Medical training programs must meet the requirements of their accrediting organizations if their students and residents are to be eligible for licensing or advanced certification after completing their training. The federal courts have recently upheld the right of the Accreditation Council for Graduate Medical Education (ACGME) to require residents in an ACGME-accredited program to receive training in abortion, sterilization, and contraception. The case in question arose when the ACGME rescinded the accreditation of a residency based in a Catholic hospital. Many Catholic hospitals prohibit residents from performing these procedures in the hospital itself. This program was unusual in forbidding the residents to perform the procedures in other hospitals, thus ensuring that the residents did not learn techniques for abortion and sterilization or have adequate training to provide information on contraception. The court found that the training requirement was not religiously motivated. Since the requirement did not advocate a religious doctrine and was nondiscrimatorily applied, it did not violate the First Amendment protections on free exercise of religion. [St. Agnes Hosp. v. Riddick, 748 F. Supp. 319 (1990).]

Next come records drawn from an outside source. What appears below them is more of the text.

use crate::command::{DeleteFlags, UpdateCommand, WaitFlags};
use crate::connection::Connection;
use crate::document::{unique_key, Document};
use crate::http::HttpTransport;
use crate::query::Query;
use crate::results::{QueryResults, ResultParser};
use crate::{ClientError, Result};
use std::any::type_name;
use std::marker::PhantomData;

/// Path all index-changing commands are posted to.
const UPDATE_PATH: &str = "/update";
/// Path searches are issued against.
const SELECT_PATH: &str = "/select";

/// Represents an interface to work with one document shape against the server. Its main purpose
/// is to push index changes and run [queries](crate::Query).
///
/// Index changes work with any parser in place; searching needs one that implements
/// [`ResultParser`] for the shape.
///
/// # Example
/// ```no_run
/// use solr::{Client, ClientError, Connection, Document, Field, FieldSpec, Query};
/// use solr::{QueryResults, Result, ResultParser};
///
/// struct Product {
///     id: i32,
///     name: String,
/// }
///
/// impl Document for Product {
///     fn schema() -> &'static [FieldSpec] {
///         const FIELDS: &[FieldSpec] = &[FieldSpec::unique_key("id"), FieldSpec::new("name")];
///         FIELDS
///     }
///
///     fn fields(&self) -> Vec<Field> {
///         vec![Field::new("id", &self.id), Field::new("name", &self.name)]
///     }
/// }
///
/// struct EmptyParser;
///
/// impl ResultParser<Product> for EmptyParser {
///     fn parse(&self, _raw: &str) -> Result<QueryResults<Product>> {
///         Ok(QueryResults::new(vec![], 0))
///     }
/// }
///
/// fn main() -> Result<()> {
///     let connection = Connection::new("http://localhost:8983/solr/products")?;
///     let client = Client::new(connection, EmptyParser);
///
///     client.add(&Product { id: 123456, name: "iPod".to_owned() })?;
///     client.commit()?;
///
///     let results = client.query(&Query::new("name:iPod"))?;
///     for product in &results {
///         println!("{}", product.name);
///     }
///     Ok(())
/// }
/// ```
#[derive(Debug)]
pub struct Client<D, T, P>
where
    T: HttpTransport,
{
    connection: Connection<T>,
    parser: P,
    document: PhantomData<fn() -> D>,
}

impl<D, T, P> Client<D, T, P>
where
    D: Document,
    T: HttpTransport,
{
    /// Returns a new client for one document shape, bound to the given connection and parser.
    ///
    /// Clients that only push index changes never call the parser; `()` does fine there.
    ///
    /// # Example
    /// ```
    /// use solr::{Client, ClientError, Connection, Document, Field, FieldSpec};
    ///
    /// struct Event {
    ///     id: i32,
    /// }
    ///
    /// impl Document for Event {
    ///     fn schema() -> &'static [FieldSpec] {
    ///         const FIELDS: &[FieldSpec] = &[FieldSpec::unique_key("id")];
    ///         FIELDS
    ///     }
    ///
    ///     fn fields(&self) -> Vec<Field> {
    ///         vec![Field::new("id", &self.id)]
    ///     }
    /// }
    ///
    /// fn main() -> Result<(), ClientError> {
    ///     let connection = Connection::new("http://localhost:8983/solr/events")?;
    ///     let client: Client<Event, _, _> = Client::new(connection, ());
    ///     Ok(())
    /// }
    /// ```
    pub fn new(connection: Connection<T>, parser: P) -> Self {
        Self {
            connection,
            parser,
            document: PhantomData,
        }
    }

    /// Adds one document to the index. The change becomes visible to searches after a
    /// [commit](Self::commit).
    ///
    /// # Example
    /// ```no_run
    /// # use solr::{Client, ClientError, Connection, Document, Field, FieldSpec};
    /// # struct Event { id: i32 }
    /// # impl Document for Event {
    /// #     fn schema() -> &'static [FieldSpec] {
    /// #         const FIELDS: &[FieldSpec] = &[FieldSpec::unique_key("id")];
    /// #         FIELDS
    /// #     }
    /// #     fn fields(&self) -> Vec<Field> { vec![Field::new("id", &self.id)] }
    /// # }
    /// fn main() -> Result<(), ClientError> {
    ///     let client = Client::new(Connection::new("http://localhost:8983/solr/events")?, ());
    ///     client.add(&Event { id: 9 })?;
    ///     client.commit()?;
    ///     Ok(())
    /// }
    /// ```
    pub fn add(&self, document: &D) -> Result<()> {
        self.add_many(std::slice::from_ref(document))
    }

    /// Adds a batch of documents to the index in a single command.
    pub fn add_many(&self, documents: &[D]) -> Result<()> {
        let command = UpdateCommand::Add {
            documents: documents.iter().map(|document| document.fields()).collect(),
        };
        self.update(&command)
    }

    /// Makes all changes since the last commit visible to searches.
    pub fn commit(&self) -> Result<()> {
        self.update(&UpdateCommand::Commit { flags: None })
    }

    /// Commits while controlling how the server waits on the change.
    ///
    /// # Arguments
    /// *  `wait_searcher` block until a new searcher serves the committed state.
    /// *  `wait_flush` block until the changes reach stable storage.
    pub fn commit_with_options(&self, wait_searcher: bool, wait_flush: bool) -> Result<()> {
        self.update(&UpdateCommand::Commit {
            flags: Some(WaitFlags { wait_searcher, wait_flush }),
        })
    }

    /// Merges the index segments for faster searches.
    pub fn optimize(&self) -> Result<()> {
        self.update(&UpdateCommand::Optimize { flags: None })
    }

    /// Optimizes while controlling how the server waits on the change.
    ///
    /// # Arguments
    /// *  `wait_searcher` block until a new searcher serves the optimized index.
    /// *  `wait_flush` block until the changes reach stable storage.
    pub fn optimize_with_options(&self, wait_searcher: bool, wait_flush: bool) -> Result<()> {
        self.update(&UpdateCommand::Optimize {
            flags: Some(WaitFlags { wait_searcher, wait_flush }),
        })
    }

    /// Deletes the given document from the index, addressed by its unique key.
    ///
    /// A shape without a unique key field cannot address single documents; the operation fails
    /// with [`ClientError::NoUniqueKey`] before anything reaches the server. A document whose
    /// key field carries no value fails the same way with [`ClientError::MissingUniqueKeyValue`].
    ///
    /// # Example
    /// ```no_run
    /// # use solr::{Client, ClientError, Connection, Document, Field, FieldSpec};
    /// # struct Event { id: i32 }
    /// # impl Document for Event {
    /// #     fn schema() -> &'static [FieldSpec] {
    /// #         const FIELDS: &[FieldSpec] = &[FieldSpec::unique_key("id")];
    /// #         FIELDS
    /// #     }
    /// #     fn fields(&self) -> Vec<Field> { vec![Field::new("id", &self.id)] }
    /// # }
    /// fn main() -> Result<(), ClientError> {
    ///     let client = Client::new(Connection::new("http://localhost:8983/solr/events")?, ());
    ///     client.delete(&Event { id: 9 })?;
    ///     client.commit()?;
    ///     Ok(())
    /// }
    /// ```
    pub fn delete(&self, document: &D) -> Result<()> {
        self.delete_command(document, None)
    }

    /// Deletes like [`delete`](Self::delete) while restricting which index state the deletion
    /// applies to.
    ///
    /// # Arguments
    /// *  `from_pending` delete from documents not yet committed.
    /// *  `from_committed` delete from the committed index.
    pub fn delete_with_options(&self, document: &D, from_pending: bool, from_committed: bool) -> Result<()> {
        self.delete_command(document, Some(DeleteFlags { from_pending, from_committed }))
    }

    /// Deletes every document matching the given query.
    pub fn delete_by_query(&self, query: &Query) -> Result<()> {
        self.delete_by_query_command(query, None)
    }

    /// Deletes by query while restricting which index state the deletion applies to.
    ///
    /// # Arguments
    /// *  `from_pending` delete from documents not yet committed.
    /// *  `from_committed` delete from the committed index.
    pub fn delete_by_query_with_options(
        &self,
        query: &Query,
        from_pending: bool,
        from_committed: bool,
    ) -> Result<()> {
        self.delete_by_query_command(query, Some(DeleteFlags { from_pending, from_committed }))
    }

    fn delete_command(&self, document: &D, flags: Option<DeleteFlags>) -> Result<()> {
        let key = match unique_key::<D>()? {
            Some(key) => key,
            None => return Err(ClientError::NoUniqueKey { type_name: type_name::<D>() }),
        };
        let id = document
            .fields()
            .iter()
            .find(|field| field.name() == key)
            .and_then(|field| field.value().map(ToOwned::to_owned))
            .ok_or_else(|| ClientError::MissingUniqueKeyValue {
                type_name: type_name::<D>(),
                field: key,
            })?;

        self.update(&UpdateCommand::DeleteById { id, flags })
    }

    fn delete_by_query_command(&self, query: &Query, flags: Option<DeleteFlags>) -> Result<()> {
        self.update(&UpdateCommand::DeleteByQuery {
            query: query.text().to_owned(),
            flags,
        })
    }

    fn update(&self, command: &UpdateCommand) -> Result<()> {
        self.connection.post(UPDATE_PATH, &command.to_xml())?;
        Ok(())
    }
}

impl<D, T, P> Client<D, T, P>
where
    D: Document,
    T: HttpTransport,
    P: ResultParser<D>,
{
    /// Runs a search and returns the typed matches.
    ///
    /// The query parameters are encoded into the request; the response body goes to the
    /// parser verbatim.
    ///
    /// # Example
    /// ```no_run
    /// # use solr::{Client, ClientError, Connection, Document, Field, FieldSpec, Query};
    /// # use solr::{QueryResults, Result, ResultParser, SortOrder};
    /// # struct Event { id: i32 }
    /// # impl Document for Event {
    /// #     fn schema() -> &'static [FieldSpec] {
    /// #         const FIELDS: &[FieldSpec] = &[FieldSpec::unique_key("id")];
    /// #         FIELDS
    /// #     }
    /// #     fn fields(&self) -> Vec<Field> { vec![Field::new("id", &self.id)] }
    /// # }
    /// # struct EmptyParser;
    /// # impl ResultParser<Event> for EmptyParser {
    /// #     fn parse(&self, _raw: &str) -> Result<QueryResults<Event>> {
    /// #         Ok(QueryResults::new(vec![], 0))
    /// #     }
    /// # }
    /// fn main() -> Result<()> {
    ///     let client = Client::new(Connection::new("http://localhost:8983/solr/events")?, EmptyParser);
    ///
    ///     let query = Query::new("id:[0 TO 100]").page(0, 10).order_by(SortOrder::ascending("id"));
    ///     let results = client.query(&query)?;
    ///     assert!(results.num_found() >= results.len() as u64);
    ///     Ok(())
    /// }
    /// ```
    pub fn query(&self, query: &Query) -> Result<QueryResults<D>> {
        let raw = self.connection.get(SELECT_PATH, &query.parameters())?;
        self.parser.parse(&raw)
    }
}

Once they are in independent practice, medical care practitioners must make any self- imposed limitations on the care they offer clear to their patients as early in the encounter as feasible. Ideally, patients will be asked what care they are seeking when making their initial appointment. If the patient is seeking care that the medical care practitioner is unwilling to provide, the patient can be directed elsewhere at once. Under no circumstances should medical care practitioners withhold their beliefs in an attempt to persuade the patient to change her mind. Implicitly or explicitly holding out the availability of services that are not in fact available is deception.
Putting the patient on notice of the medical care practitioner’s refusal to provide certain types of care does not obviate the medical care practitioner’s duty to inform the patient when this care is appropriate. For example, if the medical care practitioner discovers that the patient has a medical condition that would make pregnancy difficult, the medical care practitioner must counsel the patient on the availability of contraception and sterilization. The requirement that a health care practitioner refer a patient to an alternative source of care is the same whether the medical care practitioner is unable to provide the care or the health care practitioner has personal objections to the care. A medical care practitioner may not abandon a patient on religious grounds. The medical care practitioner–patient relationship carries with it a duty to continue care until an alternative is provided.